▸ Data excerpts
══════
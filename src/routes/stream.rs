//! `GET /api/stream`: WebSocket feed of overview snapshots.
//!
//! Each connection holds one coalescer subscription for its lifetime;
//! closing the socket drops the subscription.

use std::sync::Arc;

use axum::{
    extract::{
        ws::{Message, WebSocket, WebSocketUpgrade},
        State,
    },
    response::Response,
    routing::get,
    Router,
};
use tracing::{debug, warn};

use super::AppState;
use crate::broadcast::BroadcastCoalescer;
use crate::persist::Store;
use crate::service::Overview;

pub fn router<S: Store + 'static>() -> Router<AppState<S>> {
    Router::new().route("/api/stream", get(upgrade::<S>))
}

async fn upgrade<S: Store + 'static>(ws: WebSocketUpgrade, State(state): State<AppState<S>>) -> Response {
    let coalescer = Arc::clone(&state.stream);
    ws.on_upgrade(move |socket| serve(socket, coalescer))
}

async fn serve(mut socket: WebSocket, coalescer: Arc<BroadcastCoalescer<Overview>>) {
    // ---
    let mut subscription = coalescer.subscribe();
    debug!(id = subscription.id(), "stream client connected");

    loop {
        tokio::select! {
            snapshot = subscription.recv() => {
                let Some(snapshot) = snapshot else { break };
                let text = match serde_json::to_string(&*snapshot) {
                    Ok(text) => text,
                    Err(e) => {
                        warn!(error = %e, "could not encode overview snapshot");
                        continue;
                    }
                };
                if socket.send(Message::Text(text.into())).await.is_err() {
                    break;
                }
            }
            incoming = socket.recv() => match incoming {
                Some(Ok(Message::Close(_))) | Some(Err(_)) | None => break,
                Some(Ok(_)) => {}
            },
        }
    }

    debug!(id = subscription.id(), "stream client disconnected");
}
══════
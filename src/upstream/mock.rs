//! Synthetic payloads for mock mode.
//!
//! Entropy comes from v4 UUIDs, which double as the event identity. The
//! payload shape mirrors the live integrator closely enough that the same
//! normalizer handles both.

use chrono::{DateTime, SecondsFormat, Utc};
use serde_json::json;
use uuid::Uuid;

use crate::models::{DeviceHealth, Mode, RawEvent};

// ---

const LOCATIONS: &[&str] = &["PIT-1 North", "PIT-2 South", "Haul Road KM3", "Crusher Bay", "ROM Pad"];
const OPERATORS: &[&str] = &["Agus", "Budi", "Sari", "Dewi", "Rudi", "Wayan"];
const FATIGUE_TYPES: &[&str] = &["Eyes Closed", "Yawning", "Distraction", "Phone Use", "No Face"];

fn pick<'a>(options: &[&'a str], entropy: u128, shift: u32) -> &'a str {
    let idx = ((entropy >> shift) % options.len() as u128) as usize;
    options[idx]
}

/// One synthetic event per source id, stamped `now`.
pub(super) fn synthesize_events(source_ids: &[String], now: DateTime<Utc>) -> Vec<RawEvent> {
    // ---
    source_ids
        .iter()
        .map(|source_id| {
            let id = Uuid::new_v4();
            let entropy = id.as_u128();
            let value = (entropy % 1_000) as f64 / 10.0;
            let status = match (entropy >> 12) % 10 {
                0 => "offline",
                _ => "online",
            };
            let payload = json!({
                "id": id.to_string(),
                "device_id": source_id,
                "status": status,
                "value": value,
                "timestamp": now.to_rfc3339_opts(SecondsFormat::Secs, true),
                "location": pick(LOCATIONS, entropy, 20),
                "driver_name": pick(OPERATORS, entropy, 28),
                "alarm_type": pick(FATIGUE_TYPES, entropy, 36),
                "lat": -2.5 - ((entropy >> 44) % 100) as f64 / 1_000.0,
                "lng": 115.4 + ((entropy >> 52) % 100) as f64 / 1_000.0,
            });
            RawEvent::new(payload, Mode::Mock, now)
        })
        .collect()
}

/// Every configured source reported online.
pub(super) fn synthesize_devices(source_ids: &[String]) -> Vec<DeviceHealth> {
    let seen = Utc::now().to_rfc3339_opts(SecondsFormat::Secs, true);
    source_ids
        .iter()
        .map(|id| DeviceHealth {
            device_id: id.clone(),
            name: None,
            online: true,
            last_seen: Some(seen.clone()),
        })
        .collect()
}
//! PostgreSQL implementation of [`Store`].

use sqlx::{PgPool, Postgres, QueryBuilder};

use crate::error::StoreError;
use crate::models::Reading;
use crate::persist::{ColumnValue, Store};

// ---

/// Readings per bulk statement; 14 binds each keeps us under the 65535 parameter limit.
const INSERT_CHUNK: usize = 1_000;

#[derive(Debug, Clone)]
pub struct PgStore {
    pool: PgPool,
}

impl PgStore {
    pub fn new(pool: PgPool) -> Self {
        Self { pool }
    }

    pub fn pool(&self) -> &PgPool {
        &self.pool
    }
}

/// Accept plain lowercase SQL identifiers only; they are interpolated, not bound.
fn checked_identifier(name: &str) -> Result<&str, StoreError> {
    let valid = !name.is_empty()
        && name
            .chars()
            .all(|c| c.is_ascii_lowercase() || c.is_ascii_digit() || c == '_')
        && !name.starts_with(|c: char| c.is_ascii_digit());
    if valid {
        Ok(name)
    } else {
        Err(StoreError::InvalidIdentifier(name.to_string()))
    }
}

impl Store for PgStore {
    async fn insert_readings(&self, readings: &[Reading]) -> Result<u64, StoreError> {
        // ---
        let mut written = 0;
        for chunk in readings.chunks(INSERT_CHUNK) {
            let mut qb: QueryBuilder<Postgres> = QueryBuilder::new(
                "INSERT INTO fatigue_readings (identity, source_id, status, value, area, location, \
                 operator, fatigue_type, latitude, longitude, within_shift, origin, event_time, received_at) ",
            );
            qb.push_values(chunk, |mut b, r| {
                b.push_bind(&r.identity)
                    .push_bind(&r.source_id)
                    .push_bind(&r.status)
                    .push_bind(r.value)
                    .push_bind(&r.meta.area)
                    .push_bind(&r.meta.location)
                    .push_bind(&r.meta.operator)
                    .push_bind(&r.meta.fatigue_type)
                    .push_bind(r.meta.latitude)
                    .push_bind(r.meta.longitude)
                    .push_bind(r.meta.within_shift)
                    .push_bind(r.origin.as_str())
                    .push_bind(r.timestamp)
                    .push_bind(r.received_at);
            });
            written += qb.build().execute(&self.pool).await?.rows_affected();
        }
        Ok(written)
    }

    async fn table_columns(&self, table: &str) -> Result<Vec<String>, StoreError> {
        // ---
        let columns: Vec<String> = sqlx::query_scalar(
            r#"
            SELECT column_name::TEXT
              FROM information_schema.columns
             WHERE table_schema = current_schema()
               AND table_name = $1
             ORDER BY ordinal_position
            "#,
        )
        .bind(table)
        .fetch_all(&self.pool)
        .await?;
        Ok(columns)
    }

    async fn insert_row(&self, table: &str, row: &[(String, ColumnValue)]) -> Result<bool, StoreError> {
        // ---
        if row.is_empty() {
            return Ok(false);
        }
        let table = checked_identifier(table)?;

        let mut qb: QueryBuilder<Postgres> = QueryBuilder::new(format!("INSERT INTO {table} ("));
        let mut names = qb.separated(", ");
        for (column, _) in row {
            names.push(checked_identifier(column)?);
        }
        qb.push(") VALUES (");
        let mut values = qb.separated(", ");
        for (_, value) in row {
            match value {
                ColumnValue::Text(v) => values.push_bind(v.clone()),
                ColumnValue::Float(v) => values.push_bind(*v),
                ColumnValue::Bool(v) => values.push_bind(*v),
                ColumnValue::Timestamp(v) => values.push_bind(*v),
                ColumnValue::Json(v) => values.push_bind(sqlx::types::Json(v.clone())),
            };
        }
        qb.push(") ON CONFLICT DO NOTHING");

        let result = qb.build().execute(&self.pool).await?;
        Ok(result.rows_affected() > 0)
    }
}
══════
The word "names" may appear in lines of the entries. State how many lines hold it, as a number alone.

▸ Solution
2